TASK DETAILS
From the first line of the records below through the line containing "with L2 regularization.", copy everything exactly and nothing more.

RECORDED INFORMATION
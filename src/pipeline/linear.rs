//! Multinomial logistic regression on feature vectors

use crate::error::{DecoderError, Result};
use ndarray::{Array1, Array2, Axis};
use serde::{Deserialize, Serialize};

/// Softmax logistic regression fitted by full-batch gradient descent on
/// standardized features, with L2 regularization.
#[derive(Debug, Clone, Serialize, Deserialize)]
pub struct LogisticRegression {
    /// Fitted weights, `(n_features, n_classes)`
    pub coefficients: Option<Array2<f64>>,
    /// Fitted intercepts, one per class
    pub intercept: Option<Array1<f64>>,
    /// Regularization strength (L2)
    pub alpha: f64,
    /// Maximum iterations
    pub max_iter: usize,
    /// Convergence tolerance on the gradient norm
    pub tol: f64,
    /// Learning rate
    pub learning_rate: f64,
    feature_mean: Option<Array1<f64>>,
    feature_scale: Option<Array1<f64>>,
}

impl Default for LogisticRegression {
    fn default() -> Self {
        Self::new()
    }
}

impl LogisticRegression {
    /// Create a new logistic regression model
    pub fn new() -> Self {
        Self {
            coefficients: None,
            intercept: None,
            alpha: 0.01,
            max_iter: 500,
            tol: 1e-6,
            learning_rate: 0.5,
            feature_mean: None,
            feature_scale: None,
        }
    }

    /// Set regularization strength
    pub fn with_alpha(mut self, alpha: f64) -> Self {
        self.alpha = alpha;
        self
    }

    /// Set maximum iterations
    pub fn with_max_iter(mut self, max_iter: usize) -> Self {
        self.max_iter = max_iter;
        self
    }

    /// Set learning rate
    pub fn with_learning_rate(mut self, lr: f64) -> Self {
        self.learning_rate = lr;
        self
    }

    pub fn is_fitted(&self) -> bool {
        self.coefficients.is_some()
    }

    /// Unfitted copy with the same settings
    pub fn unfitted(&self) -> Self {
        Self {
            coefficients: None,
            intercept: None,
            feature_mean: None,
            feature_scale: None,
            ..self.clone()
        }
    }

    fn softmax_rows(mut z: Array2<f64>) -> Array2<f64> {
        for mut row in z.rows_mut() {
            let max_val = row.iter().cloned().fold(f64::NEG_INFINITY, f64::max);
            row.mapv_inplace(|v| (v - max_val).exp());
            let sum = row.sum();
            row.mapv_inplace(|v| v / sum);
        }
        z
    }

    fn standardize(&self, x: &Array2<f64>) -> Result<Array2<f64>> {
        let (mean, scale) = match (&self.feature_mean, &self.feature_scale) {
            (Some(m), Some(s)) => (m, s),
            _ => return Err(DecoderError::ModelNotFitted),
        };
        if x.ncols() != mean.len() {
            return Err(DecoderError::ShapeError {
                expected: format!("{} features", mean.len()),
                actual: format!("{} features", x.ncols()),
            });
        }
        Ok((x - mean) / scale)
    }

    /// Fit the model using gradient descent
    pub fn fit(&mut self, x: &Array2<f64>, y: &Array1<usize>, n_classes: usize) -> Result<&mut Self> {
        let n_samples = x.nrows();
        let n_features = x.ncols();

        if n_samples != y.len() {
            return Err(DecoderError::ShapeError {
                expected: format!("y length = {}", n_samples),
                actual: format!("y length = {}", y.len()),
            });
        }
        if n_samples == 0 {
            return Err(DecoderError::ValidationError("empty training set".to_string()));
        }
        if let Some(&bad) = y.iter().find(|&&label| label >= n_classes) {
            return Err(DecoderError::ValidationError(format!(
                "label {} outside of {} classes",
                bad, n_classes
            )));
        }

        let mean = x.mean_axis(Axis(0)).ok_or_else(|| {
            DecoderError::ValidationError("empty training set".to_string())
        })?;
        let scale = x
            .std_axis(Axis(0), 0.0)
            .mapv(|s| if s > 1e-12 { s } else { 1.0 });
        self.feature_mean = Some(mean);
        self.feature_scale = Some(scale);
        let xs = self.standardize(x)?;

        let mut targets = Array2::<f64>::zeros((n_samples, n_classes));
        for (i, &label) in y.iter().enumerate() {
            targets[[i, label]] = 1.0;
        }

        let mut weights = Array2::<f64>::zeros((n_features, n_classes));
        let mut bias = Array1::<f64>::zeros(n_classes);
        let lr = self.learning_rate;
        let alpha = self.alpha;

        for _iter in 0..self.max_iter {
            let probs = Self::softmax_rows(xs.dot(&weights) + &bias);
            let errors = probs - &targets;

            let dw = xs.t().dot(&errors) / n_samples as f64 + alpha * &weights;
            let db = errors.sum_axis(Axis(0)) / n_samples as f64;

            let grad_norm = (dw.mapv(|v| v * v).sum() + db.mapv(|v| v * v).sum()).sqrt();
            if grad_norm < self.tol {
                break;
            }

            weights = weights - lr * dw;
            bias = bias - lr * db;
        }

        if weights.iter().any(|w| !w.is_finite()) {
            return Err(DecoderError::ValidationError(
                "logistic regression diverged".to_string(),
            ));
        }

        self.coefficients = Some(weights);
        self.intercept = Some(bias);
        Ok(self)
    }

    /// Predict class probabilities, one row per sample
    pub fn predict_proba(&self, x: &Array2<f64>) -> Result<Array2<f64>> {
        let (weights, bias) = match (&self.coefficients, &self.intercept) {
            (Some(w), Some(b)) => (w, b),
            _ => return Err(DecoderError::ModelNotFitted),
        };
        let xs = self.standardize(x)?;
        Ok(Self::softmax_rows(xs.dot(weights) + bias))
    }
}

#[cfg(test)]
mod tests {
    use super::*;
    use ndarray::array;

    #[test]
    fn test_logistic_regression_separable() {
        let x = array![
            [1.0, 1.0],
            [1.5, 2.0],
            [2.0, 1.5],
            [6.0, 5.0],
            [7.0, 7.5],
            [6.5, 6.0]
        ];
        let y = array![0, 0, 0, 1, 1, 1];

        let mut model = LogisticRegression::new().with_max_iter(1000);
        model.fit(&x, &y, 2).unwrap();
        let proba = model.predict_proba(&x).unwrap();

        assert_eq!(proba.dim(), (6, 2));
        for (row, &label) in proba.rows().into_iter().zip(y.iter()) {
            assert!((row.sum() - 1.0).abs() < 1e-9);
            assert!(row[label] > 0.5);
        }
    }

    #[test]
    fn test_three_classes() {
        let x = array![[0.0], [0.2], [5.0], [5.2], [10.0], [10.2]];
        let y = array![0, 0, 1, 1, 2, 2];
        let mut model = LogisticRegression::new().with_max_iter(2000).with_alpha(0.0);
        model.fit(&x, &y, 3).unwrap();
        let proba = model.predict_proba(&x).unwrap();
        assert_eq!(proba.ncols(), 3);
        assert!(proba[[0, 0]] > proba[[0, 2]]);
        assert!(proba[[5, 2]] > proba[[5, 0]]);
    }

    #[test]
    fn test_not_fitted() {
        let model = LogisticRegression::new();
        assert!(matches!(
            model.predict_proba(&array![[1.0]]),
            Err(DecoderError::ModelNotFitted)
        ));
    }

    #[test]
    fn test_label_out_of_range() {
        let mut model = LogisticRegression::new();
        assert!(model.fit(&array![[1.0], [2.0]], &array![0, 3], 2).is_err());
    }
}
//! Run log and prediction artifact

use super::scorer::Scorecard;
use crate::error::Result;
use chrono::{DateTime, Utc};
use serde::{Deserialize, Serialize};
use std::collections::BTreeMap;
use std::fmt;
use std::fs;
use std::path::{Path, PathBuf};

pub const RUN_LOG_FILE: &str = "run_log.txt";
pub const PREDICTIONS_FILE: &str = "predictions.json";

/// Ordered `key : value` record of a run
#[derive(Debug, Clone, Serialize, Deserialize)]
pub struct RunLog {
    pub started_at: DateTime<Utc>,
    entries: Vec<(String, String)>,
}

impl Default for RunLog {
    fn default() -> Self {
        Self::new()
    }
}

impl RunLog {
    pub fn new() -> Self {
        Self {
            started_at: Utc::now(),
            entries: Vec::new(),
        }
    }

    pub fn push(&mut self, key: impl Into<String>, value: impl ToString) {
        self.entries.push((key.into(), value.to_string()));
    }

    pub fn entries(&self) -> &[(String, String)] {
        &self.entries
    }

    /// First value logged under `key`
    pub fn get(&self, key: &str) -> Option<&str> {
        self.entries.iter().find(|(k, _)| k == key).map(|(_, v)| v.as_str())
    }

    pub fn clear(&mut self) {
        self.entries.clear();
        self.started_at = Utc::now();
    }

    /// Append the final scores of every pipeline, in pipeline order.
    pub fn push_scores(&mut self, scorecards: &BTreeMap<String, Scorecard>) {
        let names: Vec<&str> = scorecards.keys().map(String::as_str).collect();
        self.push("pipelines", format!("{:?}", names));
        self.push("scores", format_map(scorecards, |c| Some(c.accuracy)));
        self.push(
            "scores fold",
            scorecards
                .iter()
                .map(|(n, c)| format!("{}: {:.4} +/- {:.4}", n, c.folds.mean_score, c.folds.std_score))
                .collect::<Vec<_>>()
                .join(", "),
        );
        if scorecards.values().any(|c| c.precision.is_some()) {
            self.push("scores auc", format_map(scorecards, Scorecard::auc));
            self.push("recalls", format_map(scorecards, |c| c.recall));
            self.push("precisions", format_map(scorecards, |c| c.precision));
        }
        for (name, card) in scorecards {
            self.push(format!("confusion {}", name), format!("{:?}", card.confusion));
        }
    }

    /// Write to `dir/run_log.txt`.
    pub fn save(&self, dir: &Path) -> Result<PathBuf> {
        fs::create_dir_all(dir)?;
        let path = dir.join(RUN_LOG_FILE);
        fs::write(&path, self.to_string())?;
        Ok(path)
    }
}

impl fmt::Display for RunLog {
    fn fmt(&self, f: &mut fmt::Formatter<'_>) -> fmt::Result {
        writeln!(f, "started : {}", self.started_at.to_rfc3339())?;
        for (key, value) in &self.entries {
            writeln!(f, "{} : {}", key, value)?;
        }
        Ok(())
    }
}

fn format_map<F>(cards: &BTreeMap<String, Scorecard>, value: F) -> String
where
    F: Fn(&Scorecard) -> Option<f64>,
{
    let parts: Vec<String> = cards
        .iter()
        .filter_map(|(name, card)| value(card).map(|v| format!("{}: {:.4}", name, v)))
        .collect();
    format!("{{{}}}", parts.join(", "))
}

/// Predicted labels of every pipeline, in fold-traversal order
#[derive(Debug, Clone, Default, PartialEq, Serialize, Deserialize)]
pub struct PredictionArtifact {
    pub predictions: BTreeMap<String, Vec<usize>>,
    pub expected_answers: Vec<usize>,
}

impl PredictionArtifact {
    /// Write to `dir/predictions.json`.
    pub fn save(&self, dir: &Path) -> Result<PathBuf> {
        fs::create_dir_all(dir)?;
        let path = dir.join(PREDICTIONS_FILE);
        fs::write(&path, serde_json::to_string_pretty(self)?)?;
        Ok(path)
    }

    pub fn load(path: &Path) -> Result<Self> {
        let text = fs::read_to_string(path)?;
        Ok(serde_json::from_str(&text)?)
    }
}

SOLUTION FOR THIS PROBLEM
filename src/pipeline/linear.rs
//! Multinomial logistic regression on feature vectors

use crate::error::{DecoderError, Result};
use ndarray::{Array1, Array2, Axis};
use serde::{Deserialize, Serialize};

/// Softmax logistic regression fitted by full-batch gradient descent on
/// standardized features, with L2 regularization.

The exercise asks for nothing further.